Ariel Peterson is from Punaluu, Hawaii on the island of Oahu and graduated from Kahuku High School. She is currently pursuing a B.S in Computer Science at the University of California, Los Angeles. Upon graduation in March 2019, she plans to move back to Hawaii to work. Her current interests are in computer security, machine learning, and artificial intelligence. In her free time she likes to go to the beach, hike, and do yoga.
Home Island: Oahu
Institution when accepted: University of California, Los Angeles
Akamai Project: Using Deep Learning Algorithms to Generate Accurate Training Scenarios
Project Site: Akimeka LLC
Mentor: Rob Nelson
Co-mentors: Des Iorgova, Joey Andrews
The Theater Medical Data Store (TMDS) and Medical Situational Awareness in Theater (MSAT) systems store Electronic Medical Records (EMR), allowing clinicians and caregivers worldwide the ability to view individual patient records for those treated in a Department of Defense (DoD) operational environment. TMDS/MSAT developers generate synthetic (fictional) EMRs manually which can be time consuming and may not accurately represent the real data in the production tier. TMDS/MSAT is exploring the use of deep learning algorithms to learn more about patterns within the production tier to help improve synthetic data generated for development tiers. Furthermore, once they learn more of those patterns they would like to incorporate them when generating synthetic health records. We researched various deep learning algorithms used within the EMR domain and due to the complexity of mapping the discovered insights, such as patterns in the production tier back onto the training and testing tier decided on a deep generative model to generate synthetic medical records to begin with and then evaluate the validity of the generated data.

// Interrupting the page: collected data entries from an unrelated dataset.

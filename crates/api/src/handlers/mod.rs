pub mod admin;
pub mod project;
pub mod request;
pub mod vendor;
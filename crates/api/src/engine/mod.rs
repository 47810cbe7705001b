//! Vendor-matching and offer-negotiation engine.
//!
//! Each service is a thin handle over the shared [`LedgerStore`]; build
//! them per request from [`crate::state::AppState`].
//!
//! - [`ledger`] -- request lifecycle and its two mirrors.
//! - [`negotiation`] -- two-sided accept/reject with sibling retraction.
//! - [`candidates`] -- radius search over role-matching vendors.
//! - [`progress`] -- post-booking checklist and the single review.
//! - [`aggregator`] -- projects and role-level views.
//! - [`profiles`] -- user and vendor directory.
//! - [`reconcile`] -- mirror repair from the ledger.

use vendorlink_core::error::CoreError;
use vendorlink_core::roles::{self, CallerRole, Capability};
use vendorlink_core::types::DbId;
use vendorlink_db::models::project::Project;
use vendorlink_db::models::vendor_request::VendorRequest;
use vendorlink_db::store::LedgerStore;

pub mod aggregator;
pub mod candidates;
pub mod ledger;
pub mod negotiation;
pub mod profiles;
pub mod progress;
pub mod reconcile;

#[cfg(test)]
pub(crate) mod testing;

/// The identity an operation runs as, as asserted by the token.
#[derive(Debug, Clone, Copy, PartialEq, Eq)]
pub struct Caller {
    pub id: DbId,
    pub role: CallerRole,
}

impl Caller {
    pub fn new(id: DbId, role: CallerRole) -> Self {
        Self { id, role }
    }

    pub fn require(&self, capability: Capability) -> Result<(), CoreError> {
        roles::require(self.role, capability)
    }

    pub fn is_admin(&self) -> bool {
        self.role.has(Capability::Administer)
    }

    pub fn is_requesting_user(&self, request: &VendorRequest) -> bool {
        self.role == CallerRole::User && request.user_id == self.id
    }

    pub fn is_addressed_vendor(&self, request: &VendorRequest) -> bool {
        self.role == CallerRole::Vendor && request.vendor_id == self.id
    }

    /// Whether the caller is one of the two parties on `request`, or an admin.
    ///
    /// User and vendor ids live in separate id spaces, so the comparison
    /// is made against the side matching the caller's role.
    pub fn is_party_to(&self, request: &VendorRequest) -> bool {
        self.is_admin() || self.is_requesting_user(request) || self.is_addressed_vendor(request)
    }
}

/// Load `project_id` if it belongs to `user_id`. A project owned by someone
/// else is reported as absent.
pub(crate) async fn owned_project(
    store: &dyn LedgerStore,
    user_id: DbId,
    project_id: DbId,
) -> Result<Project, CoreError> {
    store
        .find_project(project_id)
        .await?
        .filter(|project| project.user_id == user_id)
        .ok_or(CoreError::NotFound {
            entity: "Project",
            id: project_id,
        })
}
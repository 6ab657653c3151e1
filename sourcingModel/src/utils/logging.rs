use lazy_static::lazy_static;
use std::sync::atomic::{AtomicBool, Ordering};
use tracing::Level;
use tracing_subscriber::{EnvFilter, prelude::*};
use tracing_timing::{Builder, Histogram};
use std::collections::HashMap;
use std::sync::Arc;
use parking_lot::RwLock;
use std::time::{Duration, Instant};
use std::cell::RefCell;

const HISTOGRAM_LOW_NS: u64 = 1;
const HISTOGRAM_HIGH_NS: u64 = 60_000_000_000;
const HISTOGRAM_SIGFIG: u8 = 3;

// Categories for the different kinds of work the model does
#[derive(Hash, Eq, PartialEq, Clone, Debug)]
pub enum OperationCategory {
    Scoring {
        subcategory: ScoringType,
    },
    WeightSearch,
    CostModel,
    FileIO {
        subcategory: FileIOType,
    },
    Other,
}

#[derive(Hash, Eq, PartialEq, Clone, Debug)]
pub enum ScoringType {
    Composite,
    Ranking,
    Normalization,
}

#[derive(Hash, Eq, PartialEq, Clone, Debug)]
pub enum FileIOType {
    ConfigLoad,
    CsvExport,
    CsvImport,
    ChartRender,
}

impl OperationCategory {
    pub fn as_str(&self) -> String {
        match self {
            OperationCategory::Scoring { subcategory } => {
                format!("Scoring - {}", match subcategory {
                    ScoringType::Composite => "Composite",
                    ScoringType::Ranking => "Ranking",
                    ScoringType::Normalization => "Normalization",
                })
            },
            OperationCategory::WeightSearch => "Weight Search".to_string(),
            OperationCategory::CostModel => "Cost Model".to_string(),
            OperationCategory::FileIO { subcategory } => {
                format!("File I/O - {}", match subcategory {
                    FileIOType::ConfigLoad => "Config Load",
                    FileIOType::CsvExport => "CSV Export",
                    FileIOType::CsvImport => "CSV Import",
                    FileIOType::ChartRender => "Chart Render",
                })
            },
            OperationCategory::Other => "Other Operations".to_string(),
        }
    }
}

thread_local! {
    static TIMING_STACK: RefCell<Vec<(String, OperationCategory, Instant)>> = RefCell::new(Vec::new());
}

lazy_static! {
    static ref TIMING_ENABLED: AtomicBool = AtomicBool::new(false);
    static ref FUNCTION_TIMINGS: Arc<RwLock<HashMap<String, Histogram<u64>>>> = Arc::new(RwLock::new(HashMap::new()));
    static ref CATEGORY_TIMINGS: Arc<RwLock<HashMap<OperationCategory, Histogram<u64>>>> = Arc::new(RwLock::new(HashMap::new()));
    static ref HIERARCHICAL_TIMINGS: Arc<RwLock<HashMap<String, (Duration, usize, Vec<String>)>>> = Arc::new(RwLock::new(HashMap::new()));
}

/// Records the elapsed time of a scope when dropped.
pub struct TimingGuard {
    function_name: String,
    category: OperationCategory,
    start: Instant,
}

impl Drop for TimingGuard {
    fn drop(&mut self) {
        let duration = self.start.elapsed();
        record_timing_end(&self.function_name, duration, &self.category);
    }
}

pub fn start_timing(function_name: &str, category: OperationCategory) -> TimingGuard {
    let guard = TimingGuard {
        function_name: function_name.to_string(),
        category: category.clone(),
        start: Instant::now(),
    };

    TIMING_STACK.with(|stack| {
        stack.borrow_mut().push((function_name.to_string(), category, Instant::now()));
    });

    guard
}

fn new_histogram() -> Option<Histogram<u64>> {
    Histogram::<u64>::new_with_bounds(HISTOGRAM_LOW_NS, HISTOGRAM_HIGH_NS, HISTOGRAM_SIGFIG).ok()
}

fn record_timing_end(function_name: &str, duration: Duration, category: &OperationCategory) {
    // The stack is popped even when timing is off so nested guards stay balanced
    let parent = TIMING_STACK.with(|stack| {
        let mut stack = stack.borrow_mut();
        stack.pop();
        stack.last().map(|(name, _, _)| name.clone())
    });

    if !is_timing_enabled() {
        return;
    }

    let duration_ns = duration.as_nanos().min(u128::from(HISTOGRAM_HIGH_NS)) as u64;

    {
        let mut hierarchical = HIERARCHICAL_TIMINGS.write();
        let entry = hierarchical
            .entry(function_name.to_string())
            .or_insert((Duration::from_nanos(0), 0, Vec::new()));

        entry.0 += duration;
        entry.1 += 1;

        if let Some(parent_name) = parent {
            if !entry.2.contains(&parent_name) {
                entry.2.push(parent_name);
            }
        }
    }

    {
        let mut timings = FUNCTION_TIMINGS.write();
        if !timings.contains_key(function_name) {
            if let Some(histogram) = new_histogram() {
                timings.insert(function_name.to_string(), histogram);
            }
        }
        if let Some(histogram) = timings.get_mut(function_name) {
            let _ = histogram.record(duration_ns.max(HISTOGRAM_LOW_NS));
        }
    }

    {
        let mut category_timings = CATEGORY_TIMINGS.write();
        if !category_timings.contains_key(category) {
            if let Some(histogram) = new_histogram() {
                category_timings.insert(category.clone(), histogram);
            }
        }
        if let Some(histogram) = category_timings.get_mut(category) {
            let _ = histogram.record(duration_ns.max(HISTOGRAM_LOW_NS));
        }
    }
}

/// Installs the global tracing subscriber.
///
/// Log lines go to stderr so the tables printed on stdout stay clean.
pub fn init_logging(enable_timing: bool, debug_logging: bool) -> anyhow::Result<()> {
    TIMING_ENABLED.store(enable_timing, Ordering::SeqCst);

    let crate_level = if debug_logging { "sourcing_model=debug" } else { "sourcing_model=info" };
    let env_filter = EnvFilter::from_default_env()
        .add_directive(Level::INFO.into())
        .add_directive(crate_level.parse()?);

    let fmt_layer = tracing_subscriber::fmt::layer()
        .with_target(debug_logging)
        .with_writer(std::io::stderr);

    if enable_timing {
        let timing_layer = Builder::default().layer(|| {
            Histogram::<u64>::new_with_bounds(HISTOGRAM_LOW_NS, HISTOGRAM_HIGH_NS, HISTOGRAM_SIGFIG)
                .expect("histogram bounds are constant and valid")
        });

        let subscriber = tracing_subscriber::registry()
            .with(env_filter)
            .with(fmt_layer)
            .with(timing_layer.boxed());

        tracing::subscriber::set_global_default(subscriber)?;
    } else {
        let subscriber = tracing_subscriber::registry()
            .with(env_filter)
            .with(fmt_layer);

        tracing::subscriber::set_global_default(subscriber)?;
    }

    Ok(())
}

pub fn is_timing_enabled() -> bool {
    TIMING_ENABLED.load(Ordering::SeqCst)
}

pub fn print_timing_report() {
    if !is_timing_enabled() {
        return;
    }

    println!("\nDetailed Performance Report");
    println!("==========================");

    println!("\nHierarchical Timing Analysis:");
    println!("---------------------------");
    let hierarchical = HIERARCHICAL_TIMINGS.read();
    let mut entries: Vec<_> = hierarchical.iter().collect();
    entries.sort_by(|a, b| b.1.0.cmp(&a.1.0));

    for (function_name, (total_duration, count, parents)) in entries {
        let avg_duration = total_duration.div_f64((*count).max(1) as f64);
        println!(
            "{}: total={:.4}s, count={}, avg={:.3}ms{}",
            function_name,
            total_duration.as_secs_f64(),
            count,
            avg_duration.as_secs_f64() * 1000.0,
            if !parents.is_empty() {
                format!("\n  Called by: {}", parents.join(", "))
            } else {
                String::new()
            }
        );
    }

    println!("\nPerformance by Category:");
    println!("------------------------");
    let category_timings = CATEGORY_TIMINGS.read();
    let mut category_vec: Vec<_> = category_timings.iter().collect();
    category_vec.sort_by(|a, b| b.1.mean().total_cmp(&a.1.mean()));

    let total_time: f64 = category_vec.iter()
        .map(|(_, hist)| hist.mean() * (hist.len() as f64))
        .sum();

    for (category, histogram) in category_vec {
        let category_total = histogram.mean() * (histogram.len() as f64);
        let percentage = if total_time > 0.0 { (category_total / total_time) * 100.0 } else { 0.0 };
        println!(
            "{}: {:.1}% of total time\n  mean={:.3}ms, p95={:.3}ms, p99={:.3}ms, count={}",
            category.as_str(),
            percentage,
            histogram.mean() / 1_000_000.0,
            histogram.value_at_quantile(0.95) as f64 / 1_000_000.0,
            histogram.value_at_quantile(0.99) as f64 / 1_000_000.0,
            histogram.len(),
        );
    }

    println!("==========================\n");
}
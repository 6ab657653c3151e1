use std::fs;
use std::path::{Path, PathBuf};

use chrono::Local;
use serde::{Deserialize, Serialize};
use tracing::info;

use crate::config::constants::*;
use crate::core::cost_model::CostProjection;
use crate::core::scoring::{rank, CountryScore, Period, ScoreTable};
use crate::error::{ModelError, ModelResult};
use crate::utils::logging::{self, FileIOType, OperationCategory};

/// One exported row of the score table.
#[derive(Debug, Clone, PartialEq, Serialize, Deserialize)]
pub struct ScoreRecord {
    #[serde(rename = "Country")]
    pub country: String,
    #[serde(rename = "Logistics")]
    pub logistics: f64,
    #[serde(rename = "Risk")]
    pub risk: f64,
    #[serde(rename = "Cost 0-6 months")]
    pub cost_before: f64,
    #[serde(rename = "Cost 6+ months")]
    pub cost_after: f64,
    #[serde(rename = "Composite Score 0-6")]
    pub score_before: f64,
    #[serde(rename = "Composite Score 6+")]
    pub score_after: f64,
}

pub fn round_to(value: f64, decimals: i32) -> f64 {
    let factor = 10f64.powi(decimals);
    (value * factor).round() / factor
}

/// Writes model results as CSV files under one output directory
pub struct CsvExporter {
    output_dir: PathBuf,
    timestamp: String,
}

impl CsvExporter {
    /// Creates the output directory. With `timestamped` the files go into a
    /// per-run subdirectory named after the current local time.
    pub fn new(output_dir: impl AsRef<Path>, timestamped: bool) -> ModelResult<Self> {
        let timestamp = Local::now().format("%Y%m%d_%H%M%S").to_string();

        let full_path = if timestamped {
            output_dir.as_ref().join(&timestamp)
        } else {
            output_dir.as_ref().to_path_buf()
        };
        fs::create_dir_all(&full_path)?;

        Ok(Self {
            output_dir: full_path,
            timestamp,
        })
    }

    pub fn output_dir(&self) -> &Path {
        &self.output_dir
    }

    pub fn timestamp(&self) -> &str {
        &self.timestamp
    }

    /// Row-per-country score export; score columns are rounded to four decimals.
    pub fn export_scores(&self, table: &ScoreTable) -> ModelResult<PathBuf> {
        let _timing = logging::start_timing("export_scores",
            OperationCategory::FileIO { subcategory: FileIOType::CsvExport });

        let path = self.output_dir.join(SCORES_CSV_FILE);
        let mut writer = csv::Writer::from_path(&path)?;

        for row in &table.rows {
            writer.serialize(ScoreRecord {
                country: row.name.clone(),
                logistics: row.logistics,
                risk: row.risk,
                cost_before: row.cost_before,
                cost_after: row.cost_after,
                score_before: round_to(row.score_before, SCORE_DECIMALS),
                score_after: round_to(row.score_after, SCORE_DECIMALS),
            })?;
        }
        writer.flush()?;

        info!("Exported {} score rows to: {}", table.rows.len(), path.display());
        Ok(path)
    }

    /// Month-by-month yield and price for every country in the projection.
    pub fn export_cost_projection(&self, projection: &CostProjection, file_name: &str) -> ModelResult<PathBuf> {
        let _timing = logging::start_timing("export_cost_projection",
            OperationCategory::FileIO { subcategory: FileIOType::CsvExport });

        let path = self.output_dir.join(file_name);
        let mut writer = csv::Writer::from_path(&path)?;

        let mut header = vec!["Month".to_string()];
        for series in &projection.series {
            header.push(format!("{} Yield", series.name));
            header.push(format!("{} Price (USD)", series.name));
        }
        writer.write_record(&header)?;

        for (i, month) in projection.months.iter().enumerate() {
            let mut record = vec![format!("{:.2}", month)];
            for series in &projection.series {
                record.push(format!("{:.6}", series.yields[i]));
                record.push(format!("{:.4}", series.prices[i]));
            }
            writer.write_record(&record)?;
        }
        writer.flush()?;

        info!("Exported {} cost points to: {}", projection.months.len(), path.display());
        Ok(path)
    }
}

/// Reads a score export back in.
pub fn read_scores(path: impl AsRef<Path>) -> ModelResult<Vec<ScoreRecord>> {
    let _timing = logging::start_timing("read_scores",
        OperationCategory::FileIO { subcategory: FileIOType::CsvImport });

    let mut reader = csv::Reader::from_path(path.as_ref())?;
    let records = reader
        .deserialize()
        .collect::<Result<Vec<ScoreRecord>, csv::Error>>()?;
    if records.is_empty() {
        return Err(ModelError::EmptyInput("score rows"));
    }
    Ok(records)
}

/// Ranking recomputed from the score columns of exported records.
///
/// Scores are read at export precision, so two countries closer than
/// half a unit in the fourth decimal tie here and keep file order.
pub fn rank_records(records: &[ScoreRecord], period: Period) -> Vec<String> {
    let scores: Vec<CountryScore> = records
        .iter()
        .map(|r| CountryScore {
            name: r.country.clone(),
            score: match period {
                Period::Before => r.score_before,
                Period::After => r.score_after,
            },
        })
        .collect();
    rank(&scores)
}
//! Brute-force weight search.
//!
//! Enumerates `(w_cost, w_risk)` on a grid, derives `w_logistics` so the
//! three weights sum to one, and keeps every point where the requested
//! countries win the before and after periods.

use indicatif::{ProgressBar, ProgressStyle};
use serde::{Deserialize, Serialize};
use tracing::{debug, info};

use crate::config::constants::*;
use crate::core::scoring::{argmin, validate_countries, CountryMetrics, Period, Weights};
use crate::error::{ModelError, ModelResult};
use crate::utils::logging::{self, OperationCategory};

/// Inclusive range of weight values visited in fixed steps.
#[derive(Debug, Clone, Copy, PartialEq, Serialize, Deserialize)]
pub struct WeightAxis {
    pub min: f64,
    pub max: f64,
    pub step: f64,
}

impl WeightAxis {
    pub fn new(min: f64, max: f64, step: f64) -> Self {
        Self { min, max, step }
    }

    fn validate(&self, name: &'static str) -> ModelResult<()> {
        for value in [self.min, self.max] {
            if !value.is_finite() || !(ZERO_F64..=ONE_F64).contains(&value) {
                return Err(ModelError::InvalidWeight { name, value });
            }
        }
        if !self.step.is_finite() || self.step <= ZERO_F64 {
            return Err(ModelError::InvalidWeight { name, value: self.step });
        }
        if self.max < self.min {
            return Err(ModelError::InvalidWeight { name, value: self.max });
        }
        Ok(())
    }

    /// Number of grid points, before any size limit is applied.
    pub fn point_count(&self) -> f64 {
        ((self.max - self.min) / self.step + WEIGHT_TOLERANCE).floor() + ONE_F64
    }

    /// Grid values, generated by index so repeated steps do not drift.
    pub fn values(&self, name: &'static str) -> ModelResult<Vec<f64>> {
        self.validate(name)?;
        let points = self.point_count();
        if points > MAX_WEIGHT_AXIS_POINTS as f64 {
            return Err(ModelError::GridTooLarge { axis: name, points, limit: MAX_WEIGHT_AXIS_POINTS });
        }
        Ok((0..points as usize).map(|i| self.min + i as f64 * self.step).collect())
    }
}

/// The outcome a weight combination must produce.
#[derive(Debug, Clone, PartialEq, Eq, Serialize, Deserialize)]
pub struct TargetOutcome {
    pub before_winner: String,
    pub after_winner: String,
}

impl Default for TargetOutcome {
    fn default() -> Self {
        Self {
            before_winner: MEXICO.to_string(),
            after_winner: USA.to_string(),
        }
    }
}

#[derive(Debug, Clone, PartialEq, Serialize, Deserialize)]
pub struct WeightSearchConfig {
    pub cost_axis: WeightAxis,
    pub risk_axis: WeightAxis,
    pub target: TargetOutcome,
}

impl Default for WeightSearchConfig {
    fn default() -> Self {
        Self {
            cost_axis: WeightAxis::new(WEIGHT_SEARCH_COST_MIN, WEIGHT_SEARCH_COST_MAX, WEIGHT_SEARCH_STEP),
            risk_axis: WeightAxis::new(WEIGHT_SEARCH_RISK_MIN, WEIGHT_SEARCH_RISK_MAX, WEIGHT_SEARCH_STEP),
            target: TargetOutcome::default(),
        }
    }
}

impl WeightSearchConfig {
    /// Covers the whole simplex at the given resolution.
    pub fn full_simplex(step: f64, target: TargetOutcome) -> Self {
        Self {
            cost_axis: WeightAxis::new(ZERO_F64, ONE_F64, step),
            risk_axis: WeightAxis::new(ZERO_F64, ONE_F64, step),
            target,
        }
    }
}

#[derive(Debug, Clone, PartialEq, Serialize, Deserialize)]
pub struct WeightHit {
    pub weights: Weights,
    pub scores_before: Vec<f64>,
    pub scores_after: Vec<f64>,
}

#[derive(Debug, Clone, PartialEq, Serialize, Deserialize)]
pub struct WeightSearchResult {
    pub countries: Vec<String>,
    pub points_evaluated: usize,
    pub hits: Vec<WeightHit>,
}

fn weighted_scores(countries: &[CountryMetrics], weights: &Weights, period: Period) -> Vec<f64> {
    countries.iter().map(|c| weights.composite(c, period)).collect()
}

fn country_index(countries: &[CountryMetrics], name: &str) -> ModelResult<usize> {
    countries
        .iter()
        .position(|c| c.name == name)
        .ok_or_else(|| ModelError::UnknownCountry(name.to_string()))
}

/// Derives the logistics weight for a grid point, or `None` when the point
/// falls outside the simplex. Rounding residues below zero count as outside.
pub fn complete_weights(w_cost: f64, w_risk: f64) -> Option<Weights> {
    let w_log = ONE_F64 - w_cost - w_risk;
    if w_log < ZERO_F64 || w_log > ONE_F64 {
        return None;
    }
    Some(Weights::new(w_cost, w_risk, w_log))
}

/// Checks whether `weights` produce the target winners.
pub fn satisfies_target(countries: &[CountryMetrics], weights: &Weights, target: &TargetOutcome) -> ModelResult<bool> {
    let before_idx = country_index(countries, &target.before_winner)?;
    let after_idx = country_index(countries, &target.after_winner)?;
    let before = weighted_scores(countries, weights, Period::Before);
    let after = weighted_scores(countries, weights, Period::After);
    Ok(argmin(&before) == Some(before_idx) && argmin(&after) == Some(after_idx))
}

pub fn search_weights(countries: &[CountryMetrics], config: &WeightSearchConfig) -> ModelResult<WeightSearchResult> {
    let _timing = logging::start_timing("search_weights", OperationCategory::WeightSearch);

    validate_countries(countries)?;
    let before_idx = country_index(countries, &config.target.before_winner)?;
    let after_idx = country_index(countries, &config.target.after_winner)?;

    let cost_values = config.cost_axis.values("cost")?;
    let risk_values = config.risk_axis.values("risk")?;
    let total_points = cost_values
        .len()
        .checked_mul(risk_values.len())
        .filter(|&points| points <= MAX_WEIGHT_GRID_POINTS)
        .ok_or(ModelError::GridTooLarge {
            axis: "cost x risk",
            points: cost_values.len() as f64 * risk_values.len() as f64,
            limit: MAX_WEIGHT_GRID_POINTS,
        })?;

    info!(
        "Searching {} weight combinations for {} winning {} and {} winning {}",
        total_points,
        config.target.before_winner,
        Period::Before,
        config.target.after_winner,
        Period::After
    );

    let progress = if total_points >= PROGRESS_BAR_MIN_POINTS {
        let bar = ProgressBar::new(total_points as u64);
        if let Ok(style) = ProgressStyle::default_bar()
            .template("[{elapsed_precise}] {bar:40.cyan/blue} {pos}/{len} weight points")
        {
            bar.set_style(style);
        }
        bar
    } else {
        ProgressBar::hidden()
    };

    let mut hits = Vec::new();
    let mut points_evaluated = 0;

    for &w_cost in &cost_values {
        for &w_risk in &risk_values {
            progress.inc(1);
            let weights = match complete_weights(w_cost, w_risk) {
                Some(weights) => weights,
                None => continue,
            };
            points_evaluated += 1;

            let scores_before = weighted_scores(countries, &weights, Period::Before);
            let scores_after = weighted_scores(countries, &weights, Period::After);

            if argmin(&scores_before) == Some(before_idx) && argmin(&scores_after) == Some(after_idx) {
                debug!(
                    cost = weights.cost,
                    risk = weights.risk,
                    logistics = weights.logistics,
                    "weight combination satisfies target"
                );
                hits.push(WeightHit { weights, scores_before, scores_after });
            }
        }
    }

    progress.finish_and_clear();
    info!("Found {} matching combinations out of {} valid points", hits.len(), points_evaluated);

    Ok(WeightSearchResult {
        countries: countries.iter().map(|c| c.name.clone()).collect(),
        points_evaluated,
        hits,
    })
}

#[cfg(test)]
mod tests {
    use super::*;
    use crate::core::scoring::from_columns;

    fn reference_countries() -> Vec<CountryMetrics> {
        from_columns(
            &DEFAULT_COUNTRIES,
            &DEFAULT_LOGISTICS,
            &DEFAULT_RISK,
            &DEFAULT_COST_BEFORE,
            &DEFAULT_COST_AFTER,
        )
        .unwrap()
    }

    #[test]
    fn axis_values_include_both_ends() {
        let values = WeightAxis::new(0.40, 0.65, 0.05).values("cost").unwrap();
        assert_eq!(values.len(), 6);
        assert!((values[0] - 0.40).abs() < 1e-12);
        assert!((values[5] - 0.65).abs() < 1e-12);

        let risk = WeightAxis::new(0.05, 0.35, 0.05).values("risk").unwrap();
        assert_eq!(risk.len(), 7);
    }

    #[test]
    fn complete_weights_rejects_points_outside_simplex() {
        assert!(complete_weights(0.7, 0.35).is_none());
        let w = complete_weights(0.7, 0.1).unwrap();
        assert!((w.logistics - 0.2).abs() < 1e-12);
        assert_eq!(complete_weights(0.65, 0.35).unwrap().logistics, 0.0);

        // index-generated 0.65 and 0.35 leave a tiny negative residue
        let w_cost = 0.40 + 5.0 * 0.05;
        let w_risk = 0.05 + 6.0 * 0.05;
        assert!(ONE_F64 - w_cost - w_risk < 0.0);
        assert!(complete_weights(w_cost, w_risk).is_none());
    }

    #[test]
    fn default_search_matches_reference_grid() {
        let countries = reference_countries();
        let result = search_weights(&countries, &WeightSearchConfig::default()).unwrap();

        assert_eq!(result.points_evaluated, 41);
        assert_eq!(result.hits.len(), 6);
        for (i, hit) in result.hits.iter().enumerate() {
            assert!((hit.weights.cost - (0.40 + i as f64 * 0.05)).abs() < 1e-9);
            assert!((hit.weights.risk - 0.1).abs() < 1e-9);
        }
        assert!(result.hits.iter().all(|hit| hit.weights.cost < 0.7 - 1e-9));
    }

    #[test]
    fn full_simplex_contains_reference_weights() {
        let countries = reference_countries();
        let config = WeightSearchConfig::full_simplex(0.05, TargetOutcome::default());
        let result = search_weights(&countries, &config).unwrap();

        assert!(result.hits.iter().any(|hit| {
            (hit.weights.cost - 0.7).abs() < 1e-9 && (hit.weights.risk - 0.1).abs() < 1e-9
        }));
    }

    #[test]
    fn every_hit_is_valid_and_revalidates() {
        let countries = reference_countries();
        let config = WeightSearchConfig::full_simplex(0.02, TargetOutcome::default());
        let result = search_weights(&countries, &config).unwrap();

        assert!(!result.hits.is_empty());
        for hit in &result.hits {
            let w = hit.weights;
            assert!((0.0..=1.0).contains(&w.cost));
            assert!((0.0..=1.0).contains(&w.risk));
            assert!(w.cost + w.risk <= 1.0 + 1e-9);
            assert!(w.logistics >= 0.0);
            assert!(satisfies_target(&countries, &w, &config.target).unwrap());
        }
    }

    #[test]
    fn unreachable_target_reports_nothing() {
        let countries = reference_countries();
        // China has the worst logistics and never wins with a zero-risk weight
        let config = WeightSearchConfig {
            cost_axis: WeightAxis::new(0.0, 0.3, 0.1),
            risk_axis: WeightAxis::new(0.0, 0.0, 0.1),
            target: TargetOutcome { before_winner: CHINA.to_string(), after_winner: CHINA.to_string() },
        };
        let result = search_weights(&countries, &config).unwrap();
        assert!(result.hits.is_empty());
        assert_eq!(result.points_evaluated, 4);
    }

    #[test]
    fn unknown_target_country_is_an_error() {
        let countries = reference_countries();
        let config = WeightSearchConfig {
            target: TargetOutcome { before_winner: "Canada".to_string(), after_winner: USA.to_string() },
            ..WeightSearchConfig::default()
        };
        assert!(matches!(
            search_weights(&countries, &config).unwrap_err(),
            ModelError::UnknownCountry(_)
        ));
    }

    #[test]
    fn tiny_steps_are_rejected_before_allocating() {
        let countries = reference_countries();

        let config = WeightSearchConfig::full_simplex(1e-12, TargetOutcome::default());
        assert!(matches!(
            search_weights(&countries, &config).unwrap_err(),
            ModelError::GridTooLarge { axis: "cost", .. }
        ));

        // each axis fits but the combined grid does not
        let config = WeightSearchConfig::full_simplex(1e-4, TargetOutcome::default());
        assert!(matches!(
            search_weights(&countries, &config).unwrap_err(),
            ModelError::GridTooLarge { axis: "cost x risk", .. }
        ));
    }

    #[test]
    fn axis_outside_unit_interval_is_rejected() {
        let countries = reference_countries();
        let config = WeightSearchConfig {
            cost_axis: WeightAxis::new(0.5, 1.5, 0.1),
            ..WeightSearchConfig::default()
        };
        assert!(search_weights(&countries, &config).is_err());
    }
}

We show that we can use medGAN a generative model to generate synthetic medical records by learning the distribution of the diagnosis codes in the training data. Once the synthetic data is generated we plan to validate our model using a clustering algorithm to visually compare the patterns from real and synthetic data. This will ensure the model is generating data that resembles the real data. While these methods are useful to generate data and validate the data generated; future work will be done to implement a clustering algorithm and incorporate a broader spectrum of features, not only diagnosis codes, in a medical record when generating synthetic data.